### Work task
Every line below that mentions the word "BodyPoint" should be copied out.
Top of Records for the exercise
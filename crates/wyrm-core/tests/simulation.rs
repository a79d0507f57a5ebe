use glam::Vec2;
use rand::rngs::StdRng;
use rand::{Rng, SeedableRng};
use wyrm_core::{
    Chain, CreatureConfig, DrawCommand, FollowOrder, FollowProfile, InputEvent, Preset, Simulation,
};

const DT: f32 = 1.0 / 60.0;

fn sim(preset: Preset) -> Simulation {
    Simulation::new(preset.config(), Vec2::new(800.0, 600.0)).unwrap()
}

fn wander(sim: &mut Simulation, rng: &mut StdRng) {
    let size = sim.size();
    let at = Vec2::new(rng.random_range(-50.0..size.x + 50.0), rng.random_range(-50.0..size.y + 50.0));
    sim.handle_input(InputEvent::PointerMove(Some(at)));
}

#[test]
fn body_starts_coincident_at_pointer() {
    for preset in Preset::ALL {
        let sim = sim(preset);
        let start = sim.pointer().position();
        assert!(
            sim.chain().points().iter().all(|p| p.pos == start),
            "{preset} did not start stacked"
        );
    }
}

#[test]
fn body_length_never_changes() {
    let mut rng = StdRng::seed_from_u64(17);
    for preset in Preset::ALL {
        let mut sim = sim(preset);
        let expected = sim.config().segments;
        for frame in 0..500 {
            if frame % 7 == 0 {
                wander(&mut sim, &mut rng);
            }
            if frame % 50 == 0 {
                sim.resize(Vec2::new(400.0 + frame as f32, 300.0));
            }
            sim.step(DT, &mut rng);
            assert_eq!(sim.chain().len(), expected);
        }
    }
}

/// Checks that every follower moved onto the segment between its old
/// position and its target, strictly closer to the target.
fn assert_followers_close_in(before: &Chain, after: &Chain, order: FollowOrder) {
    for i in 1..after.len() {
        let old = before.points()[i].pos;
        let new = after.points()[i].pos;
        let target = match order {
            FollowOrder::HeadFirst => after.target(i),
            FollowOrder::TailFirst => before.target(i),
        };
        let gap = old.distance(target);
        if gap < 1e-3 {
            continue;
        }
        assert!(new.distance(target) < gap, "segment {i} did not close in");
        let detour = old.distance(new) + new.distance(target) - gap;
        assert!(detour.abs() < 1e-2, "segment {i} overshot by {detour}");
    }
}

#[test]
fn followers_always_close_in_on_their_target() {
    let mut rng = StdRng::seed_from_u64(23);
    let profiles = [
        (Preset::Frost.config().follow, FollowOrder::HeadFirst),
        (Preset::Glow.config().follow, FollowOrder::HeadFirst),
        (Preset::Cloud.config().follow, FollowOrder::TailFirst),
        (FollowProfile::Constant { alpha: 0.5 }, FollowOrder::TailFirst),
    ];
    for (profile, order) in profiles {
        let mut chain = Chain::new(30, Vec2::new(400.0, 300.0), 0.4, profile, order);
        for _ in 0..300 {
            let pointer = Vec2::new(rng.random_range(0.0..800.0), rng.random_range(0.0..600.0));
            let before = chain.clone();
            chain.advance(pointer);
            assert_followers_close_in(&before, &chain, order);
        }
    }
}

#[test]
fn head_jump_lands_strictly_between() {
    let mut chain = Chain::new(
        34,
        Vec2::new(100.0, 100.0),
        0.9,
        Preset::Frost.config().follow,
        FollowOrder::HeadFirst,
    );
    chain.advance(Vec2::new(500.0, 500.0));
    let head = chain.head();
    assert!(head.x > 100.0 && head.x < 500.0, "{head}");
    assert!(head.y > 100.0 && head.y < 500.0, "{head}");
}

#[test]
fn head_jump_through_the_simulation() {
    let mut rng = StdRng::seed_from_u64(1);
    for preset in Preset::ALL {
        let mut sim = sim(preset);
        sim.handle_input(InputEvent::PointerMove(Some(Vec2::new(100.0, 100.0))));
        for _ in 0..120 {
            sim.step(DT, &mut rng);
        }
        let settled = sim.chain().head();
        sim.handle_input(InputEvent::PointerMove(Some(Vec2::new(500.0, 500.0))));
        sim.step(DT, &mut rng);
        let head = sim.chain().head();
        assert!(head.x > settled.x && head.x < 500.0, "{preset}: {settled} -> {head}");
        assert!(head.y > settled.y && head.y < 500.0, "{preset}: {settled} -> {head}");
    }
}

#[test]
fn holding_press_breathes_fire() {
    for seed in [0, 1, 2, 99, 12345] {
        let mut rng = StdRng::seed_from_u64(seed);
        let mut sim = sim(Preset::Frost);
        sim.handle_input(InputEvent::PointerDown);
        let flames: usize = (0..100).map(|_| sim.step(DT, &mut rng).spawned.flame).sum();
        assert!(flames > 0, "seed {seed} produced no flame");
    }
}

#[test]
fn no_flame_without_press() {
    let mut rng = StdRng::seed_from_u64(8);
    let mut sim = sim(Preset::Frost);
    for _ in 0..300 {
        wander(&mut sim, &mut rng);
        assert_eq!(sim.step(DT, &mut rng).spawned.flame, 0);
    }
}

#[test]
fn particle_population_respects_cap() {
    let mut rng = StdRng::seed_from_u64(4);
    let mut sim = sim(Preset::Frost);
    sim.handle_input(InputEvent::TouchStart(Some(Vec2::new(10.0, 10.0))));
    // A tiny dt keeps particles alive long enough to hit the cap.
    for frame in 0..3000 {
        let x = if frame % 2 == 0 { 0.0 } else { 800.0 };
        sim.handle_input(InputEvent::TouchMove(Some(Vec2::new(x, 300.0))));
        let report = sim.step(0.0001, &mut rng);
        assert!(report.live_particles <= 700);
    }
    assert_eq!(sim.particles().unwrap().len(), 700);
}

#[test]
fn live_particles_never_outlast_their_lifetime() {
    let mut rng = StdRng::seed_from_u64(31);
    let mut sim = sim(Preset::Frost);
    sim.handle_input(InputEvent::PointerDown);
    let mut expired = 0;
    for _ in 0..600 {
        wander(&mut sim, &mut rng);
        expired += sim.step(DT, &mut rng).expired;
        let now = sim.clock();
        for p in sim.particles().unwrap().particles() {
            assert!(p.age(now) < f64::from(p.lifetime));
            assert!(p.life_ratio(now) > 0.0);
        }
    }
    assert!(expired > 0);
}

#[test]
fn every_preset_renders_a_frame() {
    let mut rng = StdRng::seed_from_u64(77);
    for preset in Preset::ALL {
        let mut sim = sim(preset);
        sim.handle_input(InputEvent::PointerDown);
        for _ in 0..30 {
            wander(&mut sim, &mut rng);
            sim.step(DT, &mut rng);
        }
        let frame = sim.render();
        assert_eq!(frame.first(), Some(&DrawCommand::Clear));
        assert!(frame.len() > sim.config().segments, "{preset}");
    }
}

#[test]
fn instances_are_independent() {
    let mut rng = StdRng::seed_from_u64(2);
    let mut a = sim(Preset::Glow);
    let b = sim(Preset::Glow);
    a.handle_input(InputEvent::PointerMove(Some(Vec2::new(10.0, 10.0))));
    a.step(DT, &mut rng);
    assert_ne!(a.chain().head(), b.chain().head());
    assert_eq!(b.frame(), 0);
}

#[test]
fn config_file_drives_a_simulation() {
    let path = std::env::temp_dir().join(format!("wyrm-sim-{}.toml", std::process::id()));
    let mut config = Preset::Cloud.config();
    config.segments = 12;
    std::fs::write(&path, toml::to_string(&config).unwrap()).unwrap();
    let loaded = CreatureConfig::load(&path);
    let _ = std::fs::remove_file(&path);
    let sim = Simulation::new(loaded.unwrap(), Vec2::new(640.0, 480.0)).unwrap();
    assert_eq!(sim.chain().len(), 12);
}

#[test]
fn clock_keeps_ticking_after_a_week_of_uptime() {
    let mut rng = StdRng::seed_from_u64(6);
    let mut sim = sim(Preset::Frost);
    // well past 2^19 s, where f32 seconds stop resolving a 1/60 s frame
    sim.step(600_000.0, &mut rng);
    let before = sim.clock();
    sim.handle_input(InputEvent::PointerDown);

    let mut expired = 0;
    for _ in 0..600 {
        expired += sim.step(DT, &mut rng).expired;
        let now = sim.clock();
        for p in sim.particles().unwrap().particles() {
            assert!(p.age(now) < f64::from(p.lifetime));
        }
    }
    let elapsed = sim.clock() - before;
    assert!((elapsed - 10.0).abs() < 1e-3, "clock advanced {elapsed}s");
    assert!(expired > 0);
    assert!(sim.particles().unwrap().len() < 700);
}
Bottom of Records for the exercise
Top of Records for the exercise
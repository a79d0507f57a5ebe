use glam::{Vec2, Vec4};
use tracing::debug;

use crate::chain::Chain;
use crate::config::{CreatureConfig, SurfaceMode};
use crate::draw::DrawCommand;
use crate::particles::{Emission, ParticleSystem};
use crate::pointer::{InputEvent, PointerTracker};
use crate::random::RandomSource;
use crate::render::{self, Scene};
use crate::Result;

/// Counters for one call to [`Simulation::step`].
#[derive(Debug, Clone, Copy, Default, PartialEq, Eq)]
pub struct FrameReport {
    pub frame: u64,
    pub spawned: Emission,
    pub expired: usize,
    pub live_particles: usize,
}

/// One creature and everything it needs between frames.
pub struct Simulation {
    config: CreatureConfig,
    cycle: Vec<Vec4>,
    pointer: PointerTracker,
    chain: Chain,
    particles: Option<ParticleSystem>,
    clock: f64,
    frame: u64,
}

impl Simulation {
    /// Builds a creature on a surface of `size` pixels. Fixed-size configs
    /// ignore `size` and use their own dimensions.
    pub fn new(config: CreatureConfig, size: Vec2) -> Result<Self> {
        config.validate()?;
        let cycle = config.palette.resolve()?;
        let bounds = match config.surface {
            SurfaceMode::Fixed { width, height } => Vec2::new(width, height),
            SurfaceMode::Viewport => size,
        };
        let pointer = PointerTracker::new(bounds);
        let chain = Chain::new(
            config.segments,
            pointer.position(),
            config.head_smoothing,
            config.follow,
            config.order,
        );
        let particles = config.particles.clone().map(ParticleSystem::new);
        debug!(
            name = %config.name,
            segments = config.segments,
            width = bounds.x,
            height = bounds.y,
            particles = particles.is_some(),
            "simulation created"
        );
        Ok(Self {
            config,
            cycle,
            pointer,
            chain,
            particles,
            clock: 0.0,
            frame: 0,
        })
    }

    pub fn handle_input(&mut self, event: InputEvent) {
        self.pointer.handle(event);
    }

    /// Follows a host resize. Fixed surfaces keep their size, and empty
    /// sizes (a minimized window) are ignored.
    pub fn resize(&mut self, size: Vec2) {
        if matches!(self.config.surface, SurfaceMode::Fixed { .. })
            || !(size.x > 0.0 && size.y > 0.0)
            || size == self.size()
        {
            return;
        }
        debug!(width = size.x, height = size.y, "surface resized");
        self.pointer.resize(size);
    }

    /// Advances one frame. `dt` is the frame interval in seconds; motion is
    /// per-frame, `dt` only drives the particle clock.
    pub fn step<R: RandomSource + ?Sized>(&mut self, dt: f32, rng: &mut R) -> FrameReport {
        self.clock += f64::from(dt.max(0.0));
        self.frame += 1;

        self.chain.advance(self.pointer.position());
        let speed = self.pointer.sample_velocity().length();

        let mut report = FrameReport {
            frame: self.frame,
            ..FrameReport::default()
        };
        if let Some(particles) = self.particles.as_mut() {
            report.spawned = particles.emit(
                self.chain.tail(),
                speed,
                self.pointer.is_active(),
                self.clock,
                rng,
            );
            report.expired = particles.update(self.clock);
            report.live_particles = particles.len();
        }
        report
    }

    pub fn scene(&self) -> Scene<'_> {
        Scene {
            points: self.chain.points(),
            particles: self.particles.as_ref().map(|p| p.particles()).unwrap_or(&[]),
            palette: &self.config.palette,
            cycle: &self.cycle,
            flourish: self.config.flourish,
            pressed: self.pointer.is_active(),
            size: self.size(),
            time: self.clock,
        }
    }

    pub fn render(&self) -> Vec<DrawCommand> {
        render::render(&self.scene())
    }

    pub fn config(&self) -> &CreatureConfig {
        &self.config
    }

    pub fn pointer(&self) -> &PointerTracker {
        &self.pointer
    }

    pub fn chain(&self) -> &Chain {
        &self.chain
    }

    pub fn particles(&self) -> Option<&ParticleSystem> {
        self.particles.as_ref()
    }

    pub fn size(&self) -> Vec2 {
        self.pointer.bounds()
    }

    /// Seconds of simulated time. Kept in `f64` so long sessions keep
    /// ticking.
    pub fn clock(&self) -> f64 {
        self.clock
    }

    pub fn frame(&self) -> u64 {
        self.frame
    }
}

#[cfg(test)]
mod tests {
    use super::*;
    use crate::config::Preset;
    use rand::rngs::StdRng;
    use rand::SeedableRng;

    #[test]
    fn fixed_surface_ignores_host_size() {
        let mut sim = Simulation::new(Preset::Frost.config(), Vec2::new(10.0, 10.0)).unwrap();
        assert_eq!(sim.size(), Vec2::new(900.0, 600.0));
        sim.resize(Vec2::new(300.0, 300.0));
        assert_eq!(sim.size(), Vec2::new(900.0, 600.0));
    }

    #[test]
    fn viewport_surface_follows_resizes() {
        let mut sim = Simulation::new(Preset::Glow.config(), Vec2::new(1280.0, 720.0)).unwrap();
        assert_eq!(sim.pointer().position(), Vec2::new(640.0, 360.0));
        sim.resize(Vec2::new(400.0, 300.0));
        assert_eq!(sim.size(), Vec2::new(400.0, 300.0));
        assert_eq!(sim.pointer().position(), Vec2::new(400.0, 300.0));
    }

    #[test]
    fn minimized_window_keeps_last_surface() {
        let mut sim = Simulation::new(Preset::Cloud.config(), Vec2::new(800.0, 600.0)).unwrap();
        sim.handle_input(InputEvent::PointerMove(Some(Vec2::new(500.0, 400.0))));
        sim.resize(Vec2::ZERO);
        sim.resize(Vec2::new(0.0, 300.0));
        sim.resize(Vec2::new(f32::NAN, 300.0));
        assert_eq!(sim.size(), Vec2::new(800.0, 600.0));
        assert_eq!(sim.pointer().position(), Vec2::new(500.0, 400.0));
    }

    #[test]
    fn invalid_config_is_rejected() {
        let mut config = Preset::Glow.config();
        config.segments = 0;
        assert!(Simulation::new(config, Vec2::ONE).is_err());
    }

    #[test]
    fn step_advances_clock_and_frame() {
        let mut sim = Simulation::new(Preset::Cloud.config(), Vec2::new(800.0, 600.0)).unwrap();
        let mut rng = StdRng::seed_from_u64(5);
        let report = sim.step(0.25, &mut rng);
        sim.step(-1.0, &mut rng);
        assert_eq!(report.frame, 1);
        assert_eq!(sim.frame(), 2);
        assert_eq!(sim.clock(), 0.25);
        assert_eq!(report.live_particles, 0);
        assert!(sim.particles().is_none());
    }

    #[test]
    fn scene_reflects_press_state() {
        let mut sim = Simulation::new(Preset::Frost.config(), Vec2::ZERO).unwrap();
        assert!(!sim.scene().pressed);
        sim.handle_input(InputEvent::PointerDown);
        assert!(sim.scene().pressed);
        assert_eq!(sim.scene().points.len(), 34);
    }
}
Bottom of Records for the exercise
Top of Records for the exercise
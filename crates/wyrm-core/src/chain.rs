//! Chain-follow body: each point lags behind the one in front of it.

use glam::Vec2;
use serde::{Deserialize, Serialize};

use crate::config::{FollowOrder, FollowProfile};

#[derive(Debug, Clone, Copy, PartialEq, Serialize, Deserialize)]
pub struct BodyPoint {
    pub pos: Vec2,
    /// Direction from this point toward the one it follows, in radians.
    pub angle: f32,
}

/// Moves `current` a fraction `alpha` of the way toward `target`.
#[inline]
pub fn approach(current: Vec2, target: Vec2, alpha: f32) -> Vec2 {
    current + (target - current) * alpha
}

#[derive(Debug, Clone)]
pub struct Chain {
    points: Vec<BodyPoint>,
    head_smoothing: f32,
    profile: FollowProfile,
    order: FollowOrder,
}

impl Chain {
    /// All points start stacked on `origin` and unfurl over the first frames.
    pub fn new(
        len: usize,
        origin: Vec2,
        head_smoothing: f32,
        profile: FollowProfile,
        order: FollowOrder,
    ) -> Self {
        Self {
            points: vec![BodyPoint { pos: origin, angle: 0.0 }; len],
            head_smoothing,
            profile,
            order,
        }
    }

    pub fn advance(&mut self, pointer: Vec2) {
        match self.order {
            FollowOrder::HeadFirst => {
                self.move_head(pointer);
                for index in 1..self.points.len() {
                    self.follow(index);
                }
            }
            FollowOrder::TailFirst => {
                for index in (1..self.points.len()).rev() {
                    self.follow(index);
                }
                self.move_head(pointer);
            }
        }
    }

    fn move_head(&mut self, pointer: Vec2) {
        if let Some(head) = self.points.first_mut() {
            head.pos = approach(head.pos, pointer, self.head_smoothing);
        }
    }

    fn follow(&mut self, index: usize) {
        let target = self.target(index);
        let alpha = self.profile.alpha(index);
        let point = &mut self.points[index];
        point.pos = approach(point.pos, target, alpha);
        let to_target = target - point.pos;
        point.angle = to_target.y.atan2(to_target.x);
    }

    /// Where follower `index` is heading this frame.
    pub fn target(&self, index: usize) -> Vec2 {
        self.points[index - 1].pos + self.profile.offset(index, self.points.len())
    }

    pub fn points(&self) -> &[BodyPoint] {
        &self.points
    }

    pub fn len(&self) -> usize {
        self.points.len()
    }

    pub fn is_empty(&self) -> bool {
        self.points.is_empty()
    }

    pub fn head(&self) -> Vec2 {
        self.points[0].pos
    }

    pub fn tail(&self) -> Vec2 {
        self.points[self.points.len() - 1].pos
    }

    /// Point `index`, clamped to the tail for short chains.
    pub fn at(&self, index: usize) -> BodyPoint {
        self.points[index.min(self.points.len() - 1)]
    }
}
Bottom of Records for the exercise
### Solved exercise
pub struct BodyPoint {
    points: Vec<BodyPoint>,
            points: vec![BodyPoint { pos: origin, angle: 0.0 }; len],
    pub fn points(&self) -> &[BodyPoint] {
    pub fn at(&self, index: usize) -> BodyPoint {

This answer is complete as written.